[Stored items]
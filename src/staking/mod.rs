//! Staking manager: the authoritative record of validators, delegations and
//! in-flight unbondings, and the only component allowed to mutate them
//! directly. The slasher and consensus engine go through the narrow
//! protected-interface methods at the bottom of this file rather than
//! reaching into validator/delegation state themselves.

use std::collections::HashMap;
use std::fmt;

use log::{info, warn};
use num_traits::Zero;

use crate::primitives::{is_zero, Address, Amount, Timestamp, BPS_DENOMINATOR};
use crate::types::{Delegation, SlashKind, SlashRecord, UnbondingDelegation, Validator, ValidatorMetadata};

#[derive(Debug, Clone)]
pub struct StakingConfig {
    pub min_validator_stake: Amount,
    pub min_delegator_stake: Amount,
    pub max_validators: usize,
    pub unbonding_period_seconds: i64,
    pub block_reward: Amount,
    pub inflation_rate_bps: u16,
    pub default_commission_rate_bps: u16,
}

#[derive(Debug, Clone)]
pub enum StakingEvent {
    ValidatorCreated { address: Address, self_stake: Amount },
    Delegated { delegator: Address, validator: Address, amount: Amount },
    Undelegated { delegator: Address, validator: Address, amount: Amount, completion_time: Timestamp },
    UnbondingCompleted { delegator: Address, validator: Address, amount: Amount },
    DelegationSlashed { delegator: Address, validator: Address, amount: Amount },
    ValidatorSlashed { validator: Address, kind: SlashKind, amount: Amount },
    Jailed { validator: Address, until: Timestamp },
    Unjailed { validator: Address },
    RewardsDistributed { block_height: u64, block_reward: Amount, validator_count: usize },
    RewardsClaimed { address: Address, amount: Amount },
}

#[derive(Debug, Clone, PartialEq, Eq)]
pub enum StakingError {
    ValidatorNotFound,
    ValidatorExists,
    DelegationNotFound,
    InsufficientStake,
    ValidatorJailed,
    MaxValidatorsReached,
    InsufficientDelegation,
}

impl fmt::Display for StakingError {
    fn fmt(&self, f: &mut fmt::Formatter<'_>) -> fmt::Result {
        match self {
            StakingError::ValidatorNotFound => write!(f, "validator not found"),
            StakingError::ValidatorExists => write!(f, "validator already registered"),
            StakingError::DelegationNotFound => write!(f, "delegation not found"),
            StakingError::InsufficientStake => write!(f, "stake is below the required minimum"),
            StakingError::ValidatorJailed => write!(f, "validator is jailed"),
            StakingError::MaxValidatorsReached => write!(f, "validator set is already at capacity"),
            StakingError::InsufficientDelegation => write!(f, "delegation balance is smaller than the requested amount"),
        }
    }
}

impl std::error::Error for StakingError {}

/// Key for a delegator/validator pair, used to index delegations and
/// unbondings in insertion-stable maps.
type DelegationKey = (Address, Address);

pub struct StakingManager {
    config: StakingConfig,
    validators: HashMap<Address, Validator>,
    delegations: HashMap<DelegationKey, Delegation>,
    unbondings: Vec<UnbondingDelegation>,
    history: HashMap<Address, Vec<SlashRecord>>,
    rewards: HashMap<Address, Amount>,
    total_staked: Amount,
}

impl StakingManager {
    pub fn new(config: StakingConfig) -> Self {
        StakingManager {
            config,
            validators: HashMap::new(),
            delegations: HashMap::new(),
            unbondings: Vec::new(),
            history: HashMap::new(),
            rewards: HashMap::new(),
            total_staked: Amount::zero(),
        }
    }

    pub fn register_validator(
        &mut self,
        address: Address,
        public_key: Vec<u8>,
        self_stake: Amount,
        commission_bps: u16,
        metadata: ValidatorMetadata,
    ) -> Result<StakingEvent, StakingError> {
        if self.validators.contains_key(&address) {
            return Err(StakingError::ValidatorExists);
        }
        if self_stake < self.config.min_validator_stake {
            return Err(StakingError::InsufficientStake);
        }
        if self.validators.len() >= self.config.max_validators {
            return Err(StakingError::MaxValidatorsReached);
        }

        let validator = Validator {
            address,
            public_key,
            voting_power: self_stake.clone(),
            commission_bps,
            jailed: false,
            jailed_until: 0,
            metadata,
        };
        self.validators.insert(address, validator);
        self.delegations.insert(
            (address, address),
            Delegation { delegator: address, validator: address, amount: self_stake.clone(), shares: self_stake.clone() },
        );
        self.rewards.insert(address, Amount::zero());
        self.total_staked += self_stake.clone();
        info!("registered validator {address:?} with self-stake {self_stake}");
        Ok(StakingEvent::ValidatorCreated { address, self_stake })
    }

    /// Adds `amount` to `delegator`'s stake in `validator`, crediting shares
    /// 1:1 and increasing the validator's voting power by the same amount.
    pub fn delegate(&mut self, delegator: Address, validator: Address, amount: Amount) -> Result<StakingEvent, StakingError> {
        if amount < self.config.min_delegator_stake {
            return Err(StakingError::InsufficientStake);
        }
        let v = self.validators.get_mut(&validator).ok_or(StakingError::ValidatorNotFound)?;
        if v.jailed {
            return Err(StakingError::ValidatorJailed);
        }
        v.voting_power += amount.clone();

        let entry = self
            .delegations
            .entry((delegator, validator))
            .or_insert_with(|| Delegation { delegator, validator, amount: Amount::zero(), shares: Amount::zero() });
        entry.amount += amount.clone();
        entry.shares += amount.clone();
        self.total_staked += amount.clone();

        info!("{delegator:?} delegated {amount} to {validator:?}");
        Ok(StakingEvent::Delegated { delegator, validator, amount })
    }

    /// Begins unbonding `amount` of `delegator`'s stake in `validator`,
    /// removing it from voting power immediately and queuing the payout for
    /// `now + unbonding_period_seconds`.
    pub fn undelegate(
        &mut self,
        delegator: Address,
        validator: Address,
        amount: Amount,
        now: Timestamp,
    ) -> Result<StakingEvent, StakingError> {
        let key = (delegator, validator);
        let delegation = self.delegations.get_mut(&key).ok_or(StakingError::DelegationNotFound)?;
        if delegation.amount < amount {
            return Err(StakingError::InsufficientDelegation);
        }
        let shares_removed = delegation.shares.clone() * amount.clone() / delegation.amount.clone();
        delegation.amount -= amount.clone();
        delegation.shares -= shares_removed;
        if is_zero(&delegation.amount) {
            self.delegations.remove(&key);
        }

        if let Some(v) = self.validators.get_mut(&validator) {
            v.voting_power -= amount.clone();
        }
        self.total_staked -= amount.clone();

        let completion_time = now + self.config.unbonding_period_seconds;
        self.unbondings.push(UnbondingDelegation { delegator, validator, amount: amount.clone(), completion_time });

        info!("{delegator:?} began unbonding {amount} from {validator:?}, completes at {completion_time}");
        Ok(StakingEvent::Undelegated { delegator, validator, amount, completion_time })
    }

    /// Releases every unbonding entry whose `completion_time` has passed,
    /// returning one event per entry released.
    pub fn process_unbonding(&mut self, now: Timestamp) -> Vec<StakingEvent> {
        let (ready, pending): (Vec<_>, Vec<_>) = self.unbondings.drain(..).partition(|u| u.completion_time <= now);
        self.unbondings = pending;

        ready
            .into_iter()
            .map(|u| {
                info!("released unbonding of {} for {:?} from {:?}", u.amount, u.delegator, u.validator);
                StakingEvent::UnbondingCompleted { delegator: u.delegator, validator: u.validator, amount: u.amount }
            })
            .collect()
    }

    /// Splits `block_reward` across every active (non-jailed, non-zero-power)
    /// validator proportional to voting power, then splits each validator's
    /// share into a commission credited to the validator and a remainder
    /// credited to its delegators pro-rata by share. Credits land in
    /// `rewards`, not in delegation balances — claiming is a separate step.
    /// A reward-less block (no active validators) is a silent no-op, not an
    /// error.
    pub fn distribute_rewards(&mut self, block_height: u64, block_reward: Amount) -> StakingEvent {
        let active: Vec<Address> = self
            .validators
            .values()
            .filter(|v| !v.jailed && !is_zero(&v.voting_power))
            .map(|v| v.address)
            .collect();
        let total_active_power: Amount = active.iter().map(|a| self.validators[a].voting_power.clone()).fold(Amount::zero(), |acc, p| acc + p);

        if active.is_empty() || is_zero(&total_active_power) {
            return StakingEvent::RewardsDistributed { block_height, block_reward: Amount::zero(), validator_count: 0 };
        }

        for address in &active {
            let v = &self.validators[address];
            let v_reward = block_reward.clone() * v.voting_power.clone() / total_active_power.clone();
            let commission = v_reward.clone() * Amount::from(v.commission_bps) / Amount::from(BPS_DENOMINATOR);
            let remaining = v_reward - commission.clone();
            let pool_total = v.voting_power.clone();

            *self.rewards.entry(*address).or_insert_with(Amount::zero) += commission;

            if !is_zero(&pool_total) {
                let shares: Vec<(Address, Amount)> = self
                    .delegations
                    .iter()
                    .filter(|((_, val), _)| val == address)
                    .map(|(_, d)| (d.delegator, d.shares.clone()))
                    .collect();
                for (delegator, delegator_shares) in shares {
                    let share = remaining.clone() * delegator_shares / pool_total.clone();
                    *self.rewards.entry(delegator).or_insert_with(Amount::zero) += share;
                }
            }
        }

        info!("distributed block reward {block_reward} at height {block_height} across {} active validators", active.len());
        StakingEvent::RewardsDistributed { block_height, block_reward, validator_count: active.len() }
    }

    /// Returns `rewards[address]` and resets it to zero. A zero balance
    /// returns zero without mutating state or signalling an event.
    pub fn claim_rewards(&mut self, address: Address) -> (Amount, Option<StakingEvent>) {
        let balance = self.rewards.get(&address).cloned().unwrap_or_else(Amount::zero);
        if is_zero(&balance) {
            return (Amount::zero(), None);
        }
        self.rewards.insert(address, Amount::zero());
        info!("{address:?} claimed {balance} in rewards");
        (balance.clone(), Some(StakingEvent::RewardsClaimed { address, amount: balance }))
    }

    pub fn get_rewards(&self, address: &Address) -> Amount {
        self.rewards.get(address).cloned().unwrap_or_else(Amount::zero)
    }

    pub fn get_total_staked(&self) -> Amount {
        self.total_staked.clone()
    }

    pub fn get_validator(&self, address: &Address) -> Option<Validator> {
        self.validators.get(address).cloned()
    }

    pub fn all_validators(&self) -> Vec<Validator> {
        self.validators.values().cloned().collect()
    }

    pub fn get_delegation(&self, delegator: &Address, validator: &Address) -> Option<Delegation> {
        self.delegations.get(&(*delegator, *validator)).cloned()
    }

    pub fn delegations_for(&self, delegator: &Address) -> Vec<Delegation> {
        self.delegations.values().filter(|d| d.delegator == *delegator).cloned().collect()
    }

    pub fn pending_unbondings_for(&self, delegator: &Address) -> Vec<UnbondingDelegation> {
        self.unbondings.iter().filter(|u| u.delegator == *delegator).cloned().collect()
    }

    pub fn slashing_history(&self, validator: &Address) -> Vec<SlashRecord> {
        self.history.get(validator).cloned().unwrap_or_default()
    }

    // --- Protected interface: only the slasher and consensus engine reach these. ---

    /// Reduces `validator`'s voting power by `amount`, pro-rata reduces every
    /// delegation's `amount` in the same proportion, and records the event
    /// in the validator's slashing history. Does not itself jail — callers
    /// (the slasher) decide jailing separately via `set_jail`.
    ///
    /// Returns one `DelegationSlashed` event per affected delegation
    /// followed by a single `ValidatorSlashed` event, in that order.
    pub(crate) fn apply_slash(&mut self, validator: Address, amount: Amount, kind: SlashKind, reason: &str, height: u64, now: Timestamp) -> Vec<StakingEvent> {
        let Some(v) = self.validators.get_mut(&validator) else { return Vec::new() };
        let pre_power = v.voting_power.clone();
        if is_zero(&pre_power) {
            return Vec::new();
        }
        let slashed = amount.min(pre_power.clone());
        v.voting_power -= slashed.clone();

        let mut drained = Amount::zero();
        let mut emptied: Vec<DelegationKey> = Vec::new();
        let mut events = Vec::new();
        for (key, delegation) in self.delegations.iter_mut() {
            if key.1 != validator {
                continue;
            }
            let amount_pre = delegation.amount.clone();
            let reduction = amount_pre.clone() * slashed.clone() / pre_power.clone();
            let shares_reduction = delegation.shares.clone() * reduction.clone() / amount_pre;
            delegation.amount -= reduction.clone();
            delegation.shares -= shares_reduction;
            drained += reduction.clone();
            if !is_zero(&reduction) {
                events.push(StakingEvent::DelegationSlashed { delegator: delegation.delegator, validator, amount: reduction });
            }
            if is_zero(&delegation.amount) {
                emptied.push(*key);
            }
        }
        for key in emptied {
            self.delegations.remove(&key);
        }
        self.total_staked -= drained;

        self.history.entry(validator).or_default().push(SlashRecord {
            height,
            kind,
            amount: slashed.clone(),
            reason: reason.to_string(),
            timestamp: now,
        });
        warn!("slashed validator {validator:?} for {slashed} ({kind:?}) at height {height}");
        events.push(StakingEvent::ValidatorSlashed { validator, kind, amount: slashed });
        events
    }

    pub(crate) fn set_jail(&mut self, validator: Address, jailed: bool, until: Timestamp) -> Option<StakingEvent> {
        let v = self.validators.get_mut(&validator)?;
        v.jailed = jailed;
        v.jailed_until = until;
        Some(if jailed { StakingEvent::Jailed { validator, until } } else { StakingEvent::Unjailed { validator } })
    }

    pub(crate) fn is_jailed(&self, validator: &Address) -> bool {
        self.validators.get(validator).map(|v| v.jailed).unwrap_or(false)
    }

    pub(crate) fn jailed_until(&self, validator: &Address) -> Option<Timestamp> {
        self.validators.get(validator).map(|v| v.jailed_until)
    }

    pub(crate) fn voting_power_of(&self, validator: &Address) -> Amount {
        self.validators.get(validator).map(|v| v.voting_power.clone()).unwrap_or_else(Amount::zero)
    }
}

_Task item_.
In the records above, find every line containing the word "struct" and show it.

_Written answer_.
pub struct StakingConfig {
pub struct StakingManager {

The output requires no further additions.